There are probably hundreds of myths about business property. Indeed, the concept of what constitutes property for a company needs to be clarified among people outside of the commercial field. Even something as simple as whether to lease or buy office space is the subject of multiple myths.
Similarly, the transportation sector is another arena in which misinformation abounds. Other examples of widespread misunderstandings include the need for commercial insurance, whether it’s wiser to work from home or an office, what the most significant expense is for most companies, whether there are limits on the use of owned property, and what the importance of square footage concerns a business operation’s potential success. Examine the following incorrect beliefs and see which one applies to your company.
First-Time Entrepreneurs Should Never Buy Office Space
For some startups, investing in property is a wise initial step. Ironically, those getting started in the commercial business field as owners are often told to rent, not buy office space, even when they can afford to become owners. There are numerous reasons for this particular bit of mythology. Regardless of what’s behind the incorrect information, it’s worth remembering that outright property ownership comes with many advantages. One of the most common ways ownership pays off is through rental income. Those who can afford a small commercial building can often cover a significant portion of the monthly mortgage payment by renting space to others and recouping their expenses.
Transport Fleets Purchase Vehicles in Bulk
Most buy them one at a time. Fleet management is part art and part science. When acquiring business property like trucks, vans, cars, and buses, the wise approach, and the one most followed, is to make individual buys. While the process of vetting new, expensive vehicles can take time, owners and managers must do the right amount of research and make sure to obtain the assets that suit unique needs. Every vehicle’s performance and overall quality directly impact the bottom line and company productivity. That’s why the majority of experienced company buyers in the transport industry follow a specific set of steps as they go through the process of acquiring these vital pieces of property.

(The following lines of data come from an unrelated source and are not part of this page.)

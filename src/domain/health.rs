//! Health observation model
//!
//! A `HealthStatus` is produced fresh on every probe pass and never mutated.
//! The per-node `HealthRecord` holds the consecutive-failure counter and is
//! written only by the aggregator (single-writer invariant).

use chrono::{DateTime, Utc};
use dashmap::DashMap;
use serde::{Deserialize, Serialize};
use std::sync::Arc;

use super::node::{NodeKind, ProbeKind};
use super::recovery::Phase;

/// Coarse classification of a failed observation, used to select a
/// compatible recovery action.
#[derive(Debug, Clone, Copy, PartialEq, Eq, Hash, Serialize, Deserialize)]
#[serde(rename_all = "snake_case")]
pub enum FailureType {
    /// Could not reach the node at all (refused, unreachable, reset)
    Connectivity,
    /// Reached the node but the protocol exchange was malformed or rejected
    ProtocolError,
    /// Probe did not complete within its deadline
    Timeout,
}

impl std::fmt::Display for FailureType {
    fn fmt(&self, f: &mut std::fmt::Formatter<'_>) -> std::fmt::Result {
        match self {
            FailureType::Connectivity => write!(f, "connectivity"),
            FailureType::ProtocolError => write!(f, "protocol_error"),
            FailureType::Timeout => write!(f, "timeout"),
        }
    }
}

/// Result of one probe pass over a node.
#[derive(Debug, Clone, Serialize, Deserialize)]
pub struct HealthStatus {
    pub node_id: String,
    pub healthy: bool,
    pub observed_at: DateTime<Utc>,
    pub latency_ms: u64,
    /// Probe that produced the verdict: the first to succeed, or the first
    /// to report an error when every probe failed.
    pub probe_kind: ProbeKind,
    #[serde(skip_serializing_if = "Option::is_none")]
    pub error: Option<String>,
    #[serde(skip_serializing_if = "Option::is_none")]
    pub failure_type: Option<FailureType>,
}

/// Per-node failure counter, owned exclusively by the aggregator.
#[derive(Debug, Clone)]
pub struct HealthRecord {
    pub node_id: String,
    pub consecutive_failures: u32,
    pub last_status: Option<HealthStatus>,
}

impl HealthRecord {
    pub fn new(node_id: String) -> Self {
        Self {
            node_id,
            consecutive_failures: 0,
            last_status: None,
        }
    }
}

/// Health-state edge emitted by the aggregator and consumed, in arrival
/// order, by the node's recovery state machine.
#[derive(Debug, Clone)]
pub enum HealthTransition {
    /// Consecutive failures first reached the failure threshold.
    Failed {
        status: HealthStatus,
        failure_type: FailureType,
        consecutive_failures: u32,
    },
    /// Failures observed but still below the threshold. Internal only,
    /// never surfaced as a failure event.
    Degraded {
        status: HealthStatus,
        consecutive_failures: u32,
    },
    /// Healthy observation after one or more failures.
    Recovered { status: HealthStatus },
}

/// Point-in-time view of one node, fed to the status endpoint and the
/// one-shot `check` command.
#[derive(Debug, Clone, Serialize)]
pub struct NodeSnapshot {
    pub node_id: String,
    pub kind: NodeKind,
    pub phase: Phase,
    pub healthy: bool,
    pub consecutive_failures: u32,
    pub attempt_count: u32,
    #[serde(skip_serializing_if = "Option::is_none")]
    pub last_observed_at: Option<DateTime<Utc>>,
    #[serde(skip_serializing_if = "Option::is_none")]
    pub last_error: Option<String>,
    #[serde(skip_serializing_if = "Option::is_none")]
    pub next_retry_in_secs: Option<u64>,
}

impl NodeSnapshot {
    pub fn new(node_id: String, kind: NodeKind) -> Self {
        Self {
            node_id,
            kind,
            phase: Phase::Healthy,
            healthy: true,
            consecutive_failures: 0,
            attempt_count: 0,
            last_observed_at: None,
            last_error: None,
            next_retry_in_secs: None,
        }
    }
}

/// Node-id-indexed snapshot arena. Per-entry locking only, so one node's
/// update never contends with another's.
pub type SnapshotMap = Arc<DashMap<String, NodeSnapshot>>;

Companies Don’t Need Insurance on Leased Space
All workspaces need financial protection against loss and liability. The insurance question rears its head from time to time, and it is hazardous for those who follow the false belief. It’s never wise to save money on insurance coverage by ignoring the need for protection. Even those who lease their storefronts or offices should consult with an experienced commercial insurance agent to find out about liability and other policies they might need. The main rule is even renters need to be insured for various reasons.
It’s Always Cheaper to Work from Home
Storefronts and physical space can boost profits. After the COVID pandemic of 2020 began sending millions of workers home, many discovered the convenience of doing their jobs from a spare bedroom or kitchen table. But convenience for employees only sometimes equates to a best practice in the eyes of employers. In some lines of work that require a high degree of data privacy, like banking, it’s only sometimes practical to let everyone work from home. While it does make sense for one-person entities to leverage a home office’s savings, most commercial enterprises need help to function efficiently when their employees are spread out between homes, coffee shops, and traditional places of work.
Rent is the Largest Monthly Expense for Owners
Several expenses can fill the number one slot. Depending on the kind of company you own, rent might or might not be the highest monthly cost of operations. For some enterprises, it’s inventory, and for others, it’s payroll, fuel, utilities, or raw materials. This myth probably began from consumer finance, where individuals typically pay more for a home mortgage than any other line item on their financial statement.
Square Footage is Not a Significant Factor
Square footage data is essential for companies of all sizes in the market for a new place to hang their hats. So much is said about location, price, design, and other factors that square footage gets short shrift. Most commercial entities considering renting or buying their workspace calculate their square footage as precisely as possible. Much depends on the nature of the work. Light manufacturing operations might need a more extensive physical area than a typical office. Owners tend to put a lot of time and effort into calculating how much floor space they need to conduct the company’s business most efficiently without buying or renting too large of a property.